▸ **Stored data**

------------------------------------------------------------

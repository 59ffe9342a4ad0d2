//! Token ledger module (bonding-curve priced, event-sourced).
//!
//! Pure domain logic only: no IO, no locking, no value movement. The ledger
//! decides transitions (`handle`) and evolves state (`apply`); the service in
//! `curvebook-infra` serializes transitions and moves backing value.

pub mod token;

pub use token::{
    Approve, Approved, Bought, Buy, BuyQuote, Checkpoint, DecreaseAllowance, FallbackCall,
    IncreaseAllowance, Ledger, LedgerCommand, LedgerEvent, LedgerId, LedgerSnapshot, ReceiveValue,
    Sell, SellQuote, Sold, Transfer, TransferFrom, Transferred, ValueEntry, ValueReceived,
};
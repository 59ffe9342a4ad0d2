//! # Linear bonding curve
//!
//! ```text
//! unit_price = base_price + floor(slope * net_traded / scale)
//!
//!   price ▲
//!         │                      ╱
//!         │                 ╱
//!         │            ╱          slope / scale per token unit
//!         │       ╱
//!  base ──┼──╱
//!         └──────────────────────────▶ net traded volume
//! ```
//!
//! Prices are quoted in base-currency units per **one whole token**
//! (`10^decimals` token units). Minting and burning convert between the two
//! with floor division, so rounding always favours the reserve.

use serde::{Deserialize, Serialize};

use curvebook_core::{LedgerError, LedgerResult, checked_add, mul_div_floor};

/// Largest exponent for which `10^decimals` fits in a `u128`.
const MAX_DECIMALS: u32 = 38;

/// Price function plus the fixed-point conversions that depend on it.
///
/// Deserialization goes through [`PricingEngine::new`], so a stored curve is
/// validated the same way as one built in code.
#[derive(Debug, Clone, Copy, PartialEq, Eq, Serialize, Deserialize)]
#[serde(try_from = "CurveParams")]
pub struct PricingEngine {
    base_price: u128,
    slope: u128,
    scale: u128,
    decimals: u32,
}

#[derive(Deserialize)]
struct CurveParams {
    base_price: u128,
    slope: u128,
    scale: u128,
    decimals: u32,
}

impl TryFrom<CurveParams> for PricingEngine {
    type Error = LedgerError;

    fn try_from(p: CurveParams) -> LedgerResult<Self> {
        PricingEngine::new(p.base_price, p.slope, p.scale, p.decimals)
    }
}

impl PricingEngine {
    /// Minimum unit price (price at zero volume).
    pub const BASE_PRICE: u128 = 1_000_000_000_000_000;
    /// Price sensitivity to volume, normalized by [`Self::SCALE`].
    pub const SLOPE: u128 = 1_000_000_000;
    pub const SCALE: u128 = 1_000_000_000_000_000_000;
    /// Fractional digits of the token unit.
    pub const DECIMALS: u32 = 18;

    /// Build-time curve used by every production ledger.
    pub const DEFAULT: PricingEngine = PricingEngine {
        base_price: Self::BASE_PRICE,
        slope: Self::SLOPE,
        scale: Self::SCALE,
        decimals: Self::DECIMALS,
    };

    /// Custom curve (tests, simulations, embedding with scaled-down constants).
    ///
    /// A zero `base_price` is accepted; such a curve quotes a zero price at
    /// zero volume and every buy against it is rejected with `InvalidPrice`.
    pub fn new(base_price: u128, slope: u128, scale: u128, decimals: u32) -> LedgerResult<Self> {
        if scale == 0 {
            return Err(LedgerError::InvalidCurve("scale must be non-zero"));
        }
        if decimals > MAX_DECIMALS {
            return Err(LedgerError::InvalidCurve("decimals must be at most 38"));
        }
        Ok(Self {
            base_price,
            slope,
            scale,
            decimals,
        })
    }

    pub fn base_price(&self) -> u128 {
        self.base_price
    }

    /// Token units in one whole token (`10^decimals`).
    pub fn one_token(&self) -> u128 {
        10u128.pow(self.decimals)
    }

    /// Unit price at the given net traded volume.
    pub fn price(&self, net_traded: u128) -> LedgerResult<u128> {
        let premium = mul_div_floor(self.slope, net_traded, self.scale)?;
        checked_add(self.base_price, premium)
    }

    /// Token units minted for `value` base-currency units at `price`.
    pub fn tokens_for_value(&self, value: u128, price: u128) -> LedgerResult<u128> {
        if price == 0 {
            return Err(LedgerError::InvalidPrice);
        }
        mul_div_floor(value, self.one_token(), price)
    }

    /// Base-currency units owed for burning `amount` token units at `price`.
    pub fn value_for_tokens(&self, amount: u128, price: u128) -> LedgerResult<u128> {
        mul_div_floor(amount, price, self.one_token())
    }
}

impl Default for PricingEngine {
    fn default() -> Self {
        Self::DEFAULT
    }
}
impl LedgerCommand {
    pub fn caller(&self) -> AccountId {
        match self {
            LedgerCommand::Buy(c) => c.caller,
            LedgerCommand::Sell(c) => c.caller,
            LedgerCommand::Transfer(c) => c.caller,
            LedgerCommand::Approve(c) => c.caller,
            LedgerCommand::TransferFrom(c) => c.caller,
            LedgerCommand::IncreaseAllowance(c) => c.caller,
            LedgerCommand::DecreaseAllowance(c) => c.caller,
            LedgerCommand::Receive(c) => c.caller,
            LedgerCommand::Fallback(c) => c.caller,
        }
    }

    /// Backing value the caller attaches to this command.
    pub fn attached_value(&self) -> u128 {
        match self {
            LedgerCommand::Buy(c) => c.deposit,
            LedgerCommand::Receive(c) => c.value,
            LedgerCommand::Fallback(c) => c.value,
            _ => 0,
        }
    }

    pub fn name(&self) -> &'static str {
        match self {
            LedgerCommand::Buy(_) => "buy",
            LedgerCommand::Sell(_) => "sell",
            LedgerCommand::Transfer(_) => "transfer",
            LedgerCommand::Approve(_) => "approve",
            LedgerCommand::TransferFrom(_) => "transfer_from",
            LedgerCommand::IncreaseAllowance(_) => "increase_allowance",
            LedgerCommand::DecreaseAllowance(_) => "decrease_allowance",
            LedgerCommand::Receive(_) => "receive",
            LedgerCommand::Fallback(_) => "fallback",
        }
    }
}

/// Event: Bought.
#[derive(Debug, Clone, PartialEq, Eq, Serialize, Deserialize)]
pub struct Bought {
    pub caller: AccountId,
    pub deposit: u128,
    pub minted: u128,
    pub price: u128,
    pub occurred_at: DateTime<Utc>,
}

/// Event: Sold.
#[derive(Debug, Clone, PartialEq, Eq, Serialize, Deserialize)]
pub struct Sold {
    pub caller: AccountId,
    pub amount: u128,
    pub payout: u128,
    pub price: u128,
    pub occurred_at: DateTime<Utc>,
}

------------------------------------------------------------

▸ **WHAT NEEDS TO BE DONE**
Every line in the data that holds the string "must" should be copied.

▸ **WRITTEN REPLY**
            return Err(LedgerError::InvalidCurve("scale must be non-zero"));
            return Err(LedgerError::InvalidCurve("decimals must be at most 38"));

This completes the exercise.